If a word has 's' sounds you say that it has sibilance

If a word has strong 'b', 'p' or 'd' sounds then they are plosives

If an aspect of a piece of writing attempts to emulate something else you can say that it is 'mimetic' of something, for example if a poem attempts to make use of a beat that is mimetic of a horse trotting

there are loooads I can't think of them all right now


Wow! Somebody mentioned sibilance to me a couple of weeks ago and I had no idea what it was. Thanks!
I honestly wouldn't just throw these words in without fully understanding them and being able to use them in the right context.
MrRead
Leitmotiv - recurring theme or idea.


Is there a difference between a leitmotif and just a motif?
Hendiadys
Abdulla
Wow! Somebody mentioned sibilance to me a couple of weeks ago and I had no idea what it was. Thanks!

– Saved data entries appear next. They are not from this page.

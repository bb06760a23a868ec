//! # Contract Errors
//!
//! Every variant aborts the call; nothing is committed. Messages carry
//! addresses, chain ids and short handle prefixes, never plaintext.

use ecs_core::{Address, ChainId, ProtocolError};
use ecs_fhe::EngineError;
use ecs_proof::VerifyError;
use ecs_state::LedgerError;
use thiserror::Error;

/// Errors surfaced by `EncryptedCreditScore`.
#[derive(Error, Debug)]
pub enum ScoreError {
    /// An encrypted input failed verification or has the wrong type.
    #[error("invalid input proof: {0}")]
    InvalidProof(String),

    /// The host network does not provide the confidential protocol.
    #[error("confidential protocol unsupported on {chain_id}")]
    ProtocolUnsupported {
        /// The rejected chain.
        chain_id: ChainId,
    },

    /// The account has never submitted.
    #[error("no credit record for {account}")]
    NoRecord {
        /// The queried account.
        account: Address,
    },

    /// The caller may not perform this operation.
    #[error("{caller} is not authorized")]
    Unauthorized {
        /// The rejected caller.
        caller: Address,
    },

    /// Internal arithmetic or permission failure.
    #[error("engine: {0}")]
    Engine(#[from] EngineError),
}

impl From<VerifyError> for ScoreError {
    fn from(err: VerifyError) -> Self {
        Self::InvalidProof(err.to_string())
    }
}

impl From<ProtocolError> for ScoreError {
    fn from(err: ProtocolError) -> Self {
        match err {
            ProtocolError::Unsupported { chain_id } => Self::ProtocolUnsupported { chain_id },
        }
    }
}

impl From<LedgerError> for ScoreError {
    fn from(err: LedgerError) -> Self {
        match err {
            LedgerError::NoRecord { account } => Self::NoRecord { account },
        }
    }
}

impl ScoreError {
    /// Stable kind name for logs and the CLI.
    pub fn kind(&self) -> &'static str {
        match self {
            Self::InvalidProof(_) => "InvalidProof",
            Self::ProtocolUnsupported { .. } => "ZamaProtocolUnsupported",
            Self::NoRecord { .. } => "NoRecord",
            Self::Unauthorized { .. } => "Unauthorized",
            Self::Engine(_) => "Engine",
        }
    }
}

They're incredibly useful, especially for poems which are usually stuffed full of them. Although they're quite simple to spot they create quite a profound evocation of emotion through both the word itself and the sound and the pronunciation of the word, which, if you describe in detail, will give you lotssss of marks :smile:
Reply 27
some words we were told to include where possible:
didactic language
diction
hubris
antithesis
connotation
hyperbole
inversion
litotes
oxymoron
paradox
parallelism
pun
rhetoric
cacophony
euphony
onomatopoeia
dramatic irony
deus ex machina
hamartia
catastrophe
blocking
convention
aside
soliloque
monologue
syntax
tripling
pronouns
allusion
cliche
ambiguity
motif
pace
pathos
pprotagonist
satire
phonology
plosives
fricatives
sibilance

they won't all be relevant, but the sound like useful words!
Reply 28
Is there a word for lexis with many syllables?
The antonym of monosyllabic basically. Cheers
polysyllabic.
Reply 30
Bathos and Pathos?
end-stopping :rofl:
Reply 32
Pathos -= emotive I think.
Bathos = anti-climactic.
So, you'd say "this poem is pathos", what? How would you use it in context? See what I mean, please don't just throw these words in OP.
Reply 34
Nativeenglish
So, you'd say "this poem is pathos", what? How would you use it in context? See what I mean, please don't just throw these words in OP.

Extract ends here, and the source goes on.